Tom Seaver hit me on purpose. I hit a homer in my first at-bat against him one day, and in my second at-bat he hit me in the shoulder. He hit me pretty good. That’s the way veteran pitchers would let you know they were there. You’re a young guy. Stay away from the plate. In my next at-bat, I took him deep again to let him know I was not afraid. I didn’t take it as if he was doing something to hurt me. It was just part of the game. [On July 9, 1983, Thon homered as the third batter of the game, on the back end of back-to-back shots with Terry Puhl. After Puhl popped up to third to open the third inning, Seaver hit Thon. Thon homered in his next at-bat, leading off the fifth, to give Houston a 6-2 lead. The Astros won, 7-3, handing Seaver his ninth loss of the season.]

After you left the Astros, you went 7-for-14 against Mike Scott with a triple and two homers. Was any of that success because you knew his secrets?

Mike was very aggressive pitcher, so I knew he was going to come after me, and I was ready to hit against him.
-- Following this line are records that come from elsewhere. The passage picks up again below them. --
//! UTF-32 in either byte order.

use crate::CharLen;
use crate::Codec;

pub struct Utf32 {
    big_endian: bool,
}

impl Utf32 {
    pub const LE: Utf32 = Utf32 { big_endian: false };
    pub const BE: Utf32 = Utf32 { big_endian: true };
}

impl Codec for Utf32 {
    fn name(&self) -> &'static str {
        return if self.big_endian { "UTF-32BE" } else { "UTF-32LE" };
    }

    fn min_width(&self) -> usize {
        return 4;
    }

    fn max_width(&self) -> usize {
        return 4;
    }

    fn is_ascii_compatible(&self) -> bool {
        return false;
    }

    fn char_len_at(&self, bytes: &[u8], pos: usize, end: usize) -> CharLen {
        let available = end - pos;
        if available < 4 {
            return CharLen::NeedsMore(4 - available);
        }
        if self.code_point_at(bytes, pos, end).is_some() {
            return CharLen::Found(4);
        }
        return CharLen::Invalid;
    }

    fn code_point_at(&self, bytes: &[u8], pos: usize, end: usize) -> Option<u32> {
        let quad: [u8; 4] = bytes.get(pos..pos + 4).filter(|_| pos + 4 <= end)?.try_into().ok()?;
        let value = if self.big_endian { u32::from_be_bytes(quad) } else { u32::from_le_bytes(quad) };
        return char::from_u32(value).map(u32::from);
    }

    fn nth_char_offset(&self, _bytes: &[u8], start: usize, end: usize, n: usize) -> usize {
        return start.saturating_add(n.saturating_mul(4)).min(end);
    }
}
//! A mutable slot holding a rope.
//!
//! Strings that change over time are a [`RopeSlot`] whose rope gets swapped
//! for a new one. Ropes handed out by [`RopeSlot::get`] are never affected by
//! later swaps.

use std::sync::PoisonError;
use std::sync::RwLock;

use crate::error::Result;
use crate::node::Rope;

pub struct RopeSlot {
    slot: RwLock<Rope>,
}

impl RopeSlot {
    pub fn new(rope: Rope) -> RopeSlot {
        return RopeSlot { slot: RwLock::new(rope) };
    }

    /// The current rope.
    pub fn get(&self) -> Rope {
        return self.slot.read().unwrap_or_else(PoisonError::into_inner).clone();
    }

    /// Swap in `rope`, returning the previous one.
    pub fn replace(&self, rope: Rope) -> Rope {
        let mut slot = self.slot.write().unwrap_or_else(PoisonError::into_inner);
        return std::mem::replace(&mut *slot, rope);
    }

    /// Concatenate `suffix` onto the current rope. On error the slot is left
    /// as it was.
    pub fn append(&self, suffix: &Rope) -> Result<()> {
        return self.update(|current| current.concat(suffix));
    }

    /// Replace the rope with `f(current)` under the write lock, so no other
    /// update can interleave.
    pub fn update(&self, f: impl FnOnce(&Rope) -> Result<Rope>) -> Result<()> {
        let mut slot = self.slot.write().unwrap_or_else(PoisonError::into_inner);
        *slot = f(&slot)?;
        return Ok(());
    }

    pub fn byte_len(&self) -> usize {
        return self.slot.read().unwrap_or_else(PoisonError::into_inner).byte_len();
    }

    pub fn into_inner(self) -> Rope {
        return self.slot.into_inner().unwrap_or_else(PoisonError::into_inner);
    }
}

impl Default for RopeSlot {
    fn default() -> Self {
        return RopeSlot::new(Rope::empty(encodings::UTF_8));
    }
}

impl std::fmt::Debug for RopeSlot {
    fn fmt(&self, f: &mut std::fmt::Formatter<'_>) -> std::fmt::Result {
        return f.debug_struct("RopeSlot").field("rope", &self.get()).finish();
    }
}
//! AFL fuzz harness for rope construction.
//!
//! Builds ropes from fuzzer-chosen concat, substring and repeat operations
//! over a small pool, keeping a plain `Vec<u8>` model of every rope, and
//! checks after each step that:
//! 1. Flattened bytes match the model
//! 2. Byte length matches the bytes
//! 3. Code range and character length match a fresh scan of the model
//! 4. Byte and character offsets round-trip on character boundaries,
//!    broken text included
//!
//! Thresholds are tiny so that every node kind and the rebalancer get hit.

use afl::fuzz;
use twine::code_range::classify;
use twine::tree;
use twine::{CodeRange, Encoding, Rope, RopeConfig};

const POOL: usize = 4;

/// Operation types the fuzzer can generate
#[derive(Debug, Clone, Copy)]
enum FuzzOp {
    /// Replace a slot with a fresh leaf built from the next `len` input bytes
    Leaf { slot: u8, len: u8 },
    /// slot = left + right
    Concat { slot: u8, left: u8, right: u8 },
    /// slot = substring of source
    Substring { slot: u8, source: u8, offset_frac: u8, len_frac: u8 },
    /// slot = source repeated
    Repeat { slot: u8, source: u8, count: u8 },
}

impl FuzzOp {
    fn from_bytes(bytes: &[u8]) -> Option<(FuzzOp, &[u8])> {
        if bytes.is_empty() {
            return None;
        }

        let op_type = bytes[0] % 4;
        let rest = &bytes[1..];

        match op_type {
            0 if rest.len() >= 2 => {
                let op = FuzzOp::Leaf { slot: rest[0] % POOL as u8, len: rest[1] % 16 };
                Some((op, &rest[2..]))
            }
            1 if rest.len() >= 3 => {
                let op = FuzzOp::Concat {
                    slot: rest[0] % POOL as u8,
                    left: rest[1] % POOL as u8,
                    right: rest[2] % POOL as u8,
                };
                Some((op, &rest[3..]))
            }
            2 if rest.len() >= 4 => {
                let op = FuzzOp::Substring {
                    slot: rest[0] % POOL as u8,
                    source: rest[1] % POOL as u8,
                    offset_frac: rest[2],
                    len_frac: rest[3],
                };
                Some((op, &rest[4..]))
            }
            3 if rest.len() >= 3 => {
                let op = FuzzOp::Repeat {
                    slot: rest[0] % POOL as u8,
                    source: rest[1] % POOL as u8,
                    count: rest[2] % 8,
                };
                Some((op, &rest[3..]))
            }
            _ => None,
        }
    }
}

fn check(rope: &Rope, model: &[u8], encoding: Encoding) {
    assert_eq!(rope.bytes(), model, "flattened bytes differ from model");
    assert_eq!(rope.byte_len(), model.len(), "byte length mismatch");

    let (range, char_len) = classify(encoding, model);
    assert_eq!(rope.code_range(), range, "code range mismatch");
    assert_eq!(rope.char_len(), char_len, "character length mismatch");
    assert_eq!(rope.code_range(), range, "code range changed after being observed");

    for char_index in 0..=char_len {
        let byte_index = rope.byte_index_of(char_index).expect("index within char_len");
        assert_eq!(rope.char_index_of(byte_index), Some(char_index), "index round trip failed");
    }
    assert_eq!(rope.byte_index_of(char_len), Some(model.len()));
    assert_eq!(rope.char_index_of(model.len()), Some(char_len));
    assert!(rope.byte_index_of(char_len + 1).is_none());
}

fn main() {
    let config = RopeConfig {
        concat_leaf_threshold: 4,
        substring_copy_threshold: 2,
        substring_retention_ratio: 4,
        repeat_leaf_threshold: 8,
        max_depth: 6,
        lazy_substrings: true,
    };
    // every rope in one run shares an encoding, so all concats are legal
    let choices = [encodings::UTF_8, encodings::ASCII_8BIT, encodings::UTF_16LE, encodings::UTF_32LE];

    fuzz!(|data: &[u8]| {
        let Some((&selector, mut remaining)) = data.split_first() else {
            return;
        };
        let encoding = choices[selector as usize % choices.len()];
        let mut ropes: Vec<Rope> = (0..POOL).map(|_| Rope::empty(encoding)).collect();
        let mut models: Vec<Vec<u8>> = vec![Vec::new(); POOL];

        while let Some((op, rest)) = FuzzOp::from_bytes(remaining) {
            remaining = rest;

            let slot = match op {
                FuzzOp::Leaf { slot, len } => {
                    let take = (len as usize).min(remaining.len());
                    let (bytes, rest) = remaining.split_at(take);
                    remaining = rest;
                    ropes[slot as usize] = Rope::leaf(bytes, encoding, CodeRange::Unknown);
                    models[slot as usize] = bytes.to_vec();
                    slot
                }

                FuzzOp::Concat { slot, left, right } => {
                    let rope = tree::concat(&config, &ropes[left as usize], &ropes[right as usize])
                        .expect("same encoding always concatenates");
                    let model = [&models[left as usize][..], &models[right as usize][..]].concat();
                    ropes[slot as usize] = rope;
                    models[slot as usize] = model;
                    slot
                }

                FuzzOp::Substring { slot, source, offset_frac, len_frac } => {
                    let model = &models[source as usize];
                    let offset = offset_frac as usize * model.len() / 256;
                    let len = len_frac as usize * (model.len() - offset) / 256;
                    let rope = tree::substring(&config, &ropes[source as usize], offset, len)
                        .expect("range is within the rope");
                    let model = model[offset..offset + len].to_vec();

                    // out of range must fail rather than panic
                    assert!(tree::substring(&config, &rope, 0, len + 1).is_err());

                    ropes[slot as usize] = rope;
                    models[slot as usize] = model;
                    slot
                }

                FuzzOp::Repeat { slot, source, count } => {
                    // keep the model small
                    if models[source as usize].len() * count as usize > 4096 {
                        continue;
                    }
                    let rope = tree::repeat(&config, &ropes[source as usize], count as usize)
                        .expect("small repeats fit in usize");
                    let model = models[source as usize].repeat(count as usize);
                    ropes[slot as usize] = rope;
                    models[slot as usize] = model;
                    slot
                }
            };

            let rope = &ropes[slot as usize];
            assert!(rope.depth() <= config.depth_limit(rope.byte_len()), "tree too deep:\n{}", rope.debug_tree());
            check(rope, &models[slot as usize], encoding);
        }

        // equal bytes hash equally whatever the shape
        for (rope, model) in ropes.iter().zip(&models) {
            let flat = Rope::leaf(model.clone(), encoding, CodeRange::Unknown);
            assert!(rope.bytes_eq(&flat));
            assert_eq!(rope.hash_with(42), flat.hash_with(42));
        }
    });
}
I didn’t want him to get ahead of me because he had that pitch that was impossible to hit. I wanted to hit his first pitch.
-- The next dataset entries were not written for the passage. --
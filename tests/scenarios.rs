//! End-to-end scenarios through the public API.

use std::thread;

use encodings::{ASCII_8BIT, US_ASCII, UTF_16LE, UTF_8};
use twine::cache::RopeCache;
use twine::container::RopeSlot;
use twine::{CodeRange, Rope, RopeConfig, RopeError, tree};

// =============================================================================
// Basic operations
// =============================================================================

#[test]
fn concat_two_ascii_leaves() {
    let a = Rope::leaf(&b"ab"[..], US_ASCII, CodeRange::Unknown);
    let b = Rope::leaf(&b"cd"[..], US_ASCII, CodeRange::Unknown);
    let rope = a.concat(&b).unwrap();
    assert_eq!(rope.byte_len(), 4);
    assert_eq!(rope.bytes(), b"abcd");
    assert_eq!(rope.code_range(), CodeRange::SevenBit);
    assert_eq!(rope.char_len(), 4);
}

#[test]
fn substring_of_ascii_leaf() {
    let rope = Rope::leaf(&b"hello"[..], US_ASCII, CodeRange::Unknown);
    assert_eq!(rope.substring(1, 3).unwrap().bytes(), b"ell");
}

#[test]
fn repeat_ascii_leaf() {
    let rope = Rope::leaf(&b"xy"[..], US_ASCII, CodeRange::Unknown).repeat(3).unwrap();
    assert_eq!(rope.byte_len(), 6);
    assert_eq!(rope.bytes(), b"xyxyxy");
}

#[test]
fn concat_ascii_and_multibyte_utf8() {
    let a = Rope::leaf(&b"a"[..], UTF_8, CodeRange::Unknown);
    let e = Rope::leaf("é".as_bytes(), UTF_8, CodeRange::Unknown);
    let rope = a.concat(&e).unwrap();
    assert_eq!(rope.code_range(), CodeRange::Valid);
    assert_eq!(rope.char_len(), 2);
    assert_eq!(rope.byte_len(), 3);
}

#[test]
fn substring_past_the_end() {
    let rope = Rope::from("hello");
    assert_eq!(rope.substring(2, 4).unwrap_err(), RopeError::OutOfRange { offset: 2, len: 4, byte_len: 5 });
}

#[test]
fn concat_ascii_with_utf16() {
    let ascii = Rope::leaf(&b"abc"[..], US_ASCII, CodeRange::SevenBit);
    let wide = Rope::leaf(&[b'x', 0][..], UTF_16LE, CodeRange::Unknown);
    let err = ascii.concat(&wide).unwrap_err();
    assert!(matches!(err, RopeError::IncompatibleEncoding { .. }));
    assert_eq!(err.to_string(), "incompatible character encodings: US-ASCII and UTF-16LE");
}

// =============================================================================
// Larger workflows
// =============================================================================

#[test]
fn building_a_document_line_by_line() {
    let mut doc = Rope::empty(UTF_8);
    let mut expected = String::new();
    for i in 0..500 {
        let line = format!("line {i}: ünïcödé text\n");
        doc = doc.concat(&Rope::from(line.as_str())).unwrap();
        expected.push_str(&line);
    }
    assert_eq!(doc.bytes(), expected.as_bytes());
    assert_eq!(doc.char_len(), expected.chars().count());
    assert!(doc.depth() <= RopeConfig::global().depth_limit(doc.byte_len()));

    // the 100th line, by characters
    let start = expected.lines().take(100).map(|l| l.chars().count() + 1).sum::<usize>();
    let line = doc.char_range(start, 23).unwrap();
    assert_eq!(line.bytes(), "line 100: ünïcödé text\n".as_bytes());
}

#[test]
fn retagging_encodings() {
    let ascii = Rope::from("plain");
    let binary = ascii.with_encoding(ASCII_8BIT);
    assert_eq!(binary.encoding(), ASCII_8BIT);
    assert_eq!(binary.known_code_range(), CodeRange::SevenBit);
    assert!(binary.bytes_eq(&ascii));
    assert_ne!(binary, ascii);

    let bytes = Rope::from("é").with_encoding(ASCII_8BIT);
    assert_eq!(bytes.char_len(), 2);
    assert_eq!(bytes.with_encoding(UTF_8).char_len(), 1);
}

#[test]
fn explicit_config_changes_shape_not_content() {
    let eager = RopeConfig { concat_leaf_threshold: usize::MAX, lazy_substrings: false, ..RopeConfig::default() };
    let lazy = RopeConfig { concat_leaf_threshold: 0, substring_copy_threshold: 0, ..RopeConfig::default() };

    let a = Rope::from("the cat sat ");
    let b = Rope::from("on the mat");
    let eager_rope = tree::concat(&eager, &a, &b).unwrap();
    let lazy_rope = tree::concat(&lazy, &a, &b).unwrap();
    assert!(eager_rope.is_leaf());
    assert!(!lazy_rope.is_leaf());
    assert_eq!(eager_rope, lazy_rope);
    assert!(eager_rope.debug_tree().starts_with("Leaf"));
    assert!(lazy_rope.debug_tree().starts_with("Concat"));
}

// =============================================================================
// Sharing
// =============================================================================

#[test]
fn readers_share_one_rope_across_threads() {
    let piece = Rope::from("αβγδε ").repeat(100).unwrap();
    let rope = piece.concat(&Rope::from("end")).unwrap();
    let handles: Vec<_> = (0..8)
        .map(|i| {
            let rope = rope.clone();
            thread::spawn(move || {
                assert_eq!(rope.char_len(), 603);
                assert_eq!(rope.code_range(), CodeRange::Valid);
                assert_eq!(rope.byte_index_of(600 + i % 3), Some(1100 + i % 3));
                return rope.hash_with(9);
            })
        })
        .collect();
    let hashes: Vec<u64> = handles.into_iter().map(|handle| handle.join().unwrap()).collect();
    assert!(hashes.windows(2).all(|pair| pair[0] == pair[1]));
}

#[test]
fn cache_and_slot_together() {
    let cache = RopeCache::new();
    let slot = RopeSlot::new(cache.get_rope(b"key=", UTF_8, CodeRange::SevenBit));
    let value = cache.get_rope(b"value", UTF_8, CodeRange::SevenBit);
    slot.append(&value).unwrap();
    assert_eq!(slot.get().bytes(), b"key=value");
    assert!(cache.contains(&Rope::from("value")));
    drop(value);
    assert!(!cache.contains(&Rope::from("value")));
    assert_eq!(cache.intern(&slot.get()).bytes(), b"key=value");
}
//! UTF-16 in either byte order.

use crate::CharLen;
use crate::Codec;

pub struct Utf16 {
    big_endian: bool,
}

impl Utf16 {
    pub const LE: Utf16 = Utf16 { big_endian: false };
    pub const BE: Utf16 = Utf16 { big_endian: true };

    #[inline]
    fn unit(&self, bytes: &[u8], pos: usize) -> u16 {
        let pair = [bytes[pos], bytes[pos + 1]];
        return if self.big_endian { u16::from_be_bytes(pair) } else { u16::from_le_bytes(pair) };
    }
}

impl Codec for Utf16 {
    fn name(&self) -> &'static str {
        return if self.big_endian { "UTF-16BE" } else { "UTF-16LE" };
    }

    fn min_width(&self) -> usize {
        return 2;
    }

    fn max_width(&self) -> usize {
        return 4;
    }

    fn is_ascii_compatible(&self) -> bool {
        return false;
    }

    fn char_len_at(&self, bytes: &[u8], pos: usize, end: usize) -> CharLen {
        let available = end - pos;
        if available < 2 {
            return CharLen::NeedsMore(2 - available);
        }
        let first = self.unit(bytes, pos);
        match first {
            0xD800..=0xDBFF => {
                if available < 4 {
                    return CharLen::NeedsMore(4 - available);
                }
                let second = self.unit(bytes, pos + 2);
                if (0xDC00..=0xDFFF).contains(&second) {
                    return CharLen::Found(4);
                }
                return CharLen::Invalid;
            }
            0xDC00..=0xDFFF => CharLen::Invalid,
            _ => CharLen::Found(2),
        }
    }

    fn code_point_at(&self, bytes: &[u8], pos: usize, end: usize) -> Option<u32> {
        let len = self.char_len_at(bytes, pos, end).found()?;
        let first = u32::from(self.unit(bytes, pos));
        return match len {
            2 => Some(first),
            _ => {
                let second = u32::from(self.unit(bytes, pos + 2));
                Some(0x10000 + ((first - 0xD800) << 10) + (second - 0xDC00))
            }
        };
    }
}

#[cfg(test)]
mod tests {
    use super::*;

    fn encode(text: &str, big_endian: bool) -> Vec<u8> {
        return text
            .encode_utf16()
            .flat_map(|unit| if big_endian { unit.to_be_bytes() } else { unit.to_le_bytes() })
            .collect();
    }

    #[test]
    fn bmp_and_surrogate_pairs() {
        for (codec, big_endian) in [(Utf16::LE, false), (Utf16::BE, true)] {
            let bytes = encode("a𝄞", big_endian);
            assert_eq!(codec.char_len_at(&bytes, 0, bytes.len()), CharLen::Found(2));
            assert_eq!(codec.char_len_at(&bytes, 2, bytes.len()), CharLen::Found(4));
        }
    }

    #[test]
    fn decodes_pairs_into_one_code_point() {
        let bytes = encode("a𝄞", true);
        assert_eq!(Utf16::BE.code_point_at(&bytes, 0, bytes.len()), Some(0x61));
        assert_eq!(Utf16::BE.code_point_at(&bytes, 2, bytes.len()), Some(0x1D11E));
        assert_eq!(Utf16::BE.code_point_at(&bytes, 4, bytes.len()), None);
    }

    #[test]
    fn lone_surrogates_are_invalid() {
        let low_first = [0x00, 0xDC, 0x41, 0x00];
        assert_eq!(Utf16::LE.char_len_at(&low_first, 0, 4), CharLen::Invalid);
        let high_then_letter = [0x00, 0xD8, 0x41, 0x00];
        assert_eq!(Utf16::LE.char_len_at(&high_then_letter, 0, 4), CharLen::Invalid);
    }

    #[test]
    fn short_input_needs_more() {
        let bytes = encode("𝄞", false);
        assert_eq!(Utf16::LE.char_len_at(&bytes, 0, 1), CharLen::NeedsMore(1));
        assert_eq!(Utf16::LE.char_len_at(&bytes, 0, 3), CharLen::NeedsMore(1));
    }
}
The pitch that was impossible to hit had its own secrets behind it. Did knowing some of those secrets help you?

He would not throw it right away. Usually he would throw it to strike you out. That was an advantage I had because I saw him pitch so much. He was very aggressive with his fastball, and would then go to his slider and that pitch that would move like crazy. I didn’t want to get to two strikes on him. I’m pretty sure I never did. I was swinging.
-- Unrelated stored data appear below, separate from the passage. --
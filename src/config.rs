//! Tuning constants for the tree algorithms.
//!
//! The thresholds trade copying against tree size. None of them change what
//! a rope contains, only how it is represented, so any value is correct and
//! the defaults are a starting point for measurement.

use std::env;
use std::sync::OnceLock;

static GLOBAL: OnceLock<RopeConfig> = OnceLock::new();

/// Thresholds used by concat, substring and repeat.
#[derive(Debug, Clone, PartialEq, Eq)]
pub struct RopeConfig {
    /// Concatenations shorter than this many bytes are copied into a leaf.
    pub concat_leaf_threshold: usize,
    /// Substrings of at most this many bytes are copied into a leaf.
    pub substring_copy_threshold: usize,
    /// A substring of a leaf is copied when it is less than
    /// `1 / substring_retention_ratio` of the leaf, so a small slice never
    /// pins a huge buffer. Zero disables the rule.
    pub substring_retention_ratio: usize,
    /// Repetitions of at most this many bytes are materialized.
    pub repeat_leaf_threshold: usize,
    /// Concat depth allowed before rebalancing, for ropes shorter than
    /// `2^(max_depth / 2)` bytes. Longer ropes may grow to twice `log2` of
    /// their length.
    pub max_depth: u32,
    /// When false, every substring is copied into a leaf.
    pub lazy_substrings: bool,
}

impl Default for RopeConfig {
    fn default() -> Self {
        return RopeConfig {
            concat_leaf_threshold: 24,
            substring_copy_threshold: 24,
            substring_retention_ratio: 16,
            repeat_leaf_threshold: 256,
            max_depth: 32,
            lazy_substrings: true,
        };
    }
}

/// Parse a boolean-like flag. Truthy: `1`, `true`, `yes`, `on`; falsy: `0`,
/// `false`, `no`, `off`, empty. Case-insensitive, whitespace ignored.
pub fn parse_env_flag(value: &str) -> Option<bool> {
    let normalized = value.trim().to_ascii_lowercase();
    match normalized.as_str() {
        "1" | "true" | "yes" | "on" => Some(true),
        "" | "0" | "false" | "no" | "off" => Some(false),
        _ => None,
    }
}

fn env_parsed<T: std::str::FromStr>(name: &str, default: T) -> T {
    return env::var(name)
        .ok()
        .and_then(|value| value.trim().parse().ok())
        .unwrap_or(default);
}

impl RopeConfig {
    /// Defaults, overridden by `TWINE_CONCAT_LEAF_THRESHOLD`,
    /// `TWINE_SUBSTRING_COPY_THRESHOLD`, `TWINE_SUBSTRING_RETENTION_RATIO`,
    /// `TWINE_REPEAT_LEAF_THRESHOLD`, `TWINE_MAX_DEPTH` and
    /// `TWINE_LAZY_SUBSTRINGS` when set. Unparseable values are ignored.
    pub fn from_env() -> Self {
        let defaults = RopeConfig::default();
        return RopeConfig {
            concat_leaf_threshold: env_parsed(
                "TWINE_CONCAT_LEAF_THRESHOLD",
                defaults.concat_leaf_threshold,
            ),
            substring_copy_threshold: env_parsed(
                "TWINE_SUBSTRING_COPY_THRESHOLD",
                defaults.substring_copy_threshold,
            ),
            substring_retention_ratio: env_parsed(
                "TWINE_SUBSTRING_RETENTION_RATIO",
                defaults.substring_retention_ratio,
            ),
            repeat_leaf_threshold: env_parsed(
                "TWINE_REPEAT_LEAF_THRESHOLD",
                defaults.repeat_leaf_threshold,
            ),
            max_depth: env_parsed("TWINE_MAX_DEPTH", defaults.max_depth).max(2),
            lazy_substrings: env::var("TWINE_LAZY_SUBSTRINGS")
                .ok()
                .and_then(|value| parse_env_flag(&value))
                .unwrap_or(defaults.lazy_substrings),
        };
    }

    /// The process-wide configuration used by `Rope` methods. Read from the
    /// environment on first use unless [`RopeConfig::install`] ran earlier.
    pub fn global() -> &'static RopeConfig {
        return GLOBAL.get_or_init(RopeConfig::from_env);
    }

    /// Set the process-wide configuration. Fails, handing the config back,
    /// if the global configuration was already installed or read.
    pub fn install(config: RopeConfig) -> Result<(), RopeConfig> {
        return GLOBAL.set(config);
    }

    /// Deepest concat tree allowed for a rope of `byte_len` bytes.
    pub fn depth_limit(&self, byte_len: usize) -> u32 {
        let log2 = usize::BITS - byte_len.leading_zeros();
        return self.max_depth.max(2 * log2);
    }
}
When you were playing behind him defensively on the Astros, did you know when that pitch was coming?

Usually they gave the sign for the split-finger fastball. That’s when the pitch was coming. He had signs for a fastball, slider, changeup and the split-finger. That was the pitch. I knew when it was coming.

Speaking of opponents, you faced the only other Dickie in modern big league history, Dickie Noles, five times. You ended up with two hits, one of them a triple, and a .400 batting average. It’s difficult to compare your careers because he was a pitcher, so I’ll use your head-to-head record to declare you the greatest Dickie in the history of the game. This is your chance for an acceptance speech.

Dickie was a tough pitcher. He’d knock you down in a hurry. I always respected him because he very aggressive and had good stuff. Knowing Dickie Noles, I don’t accept that I’m the best Dickie. We’re probably about the same.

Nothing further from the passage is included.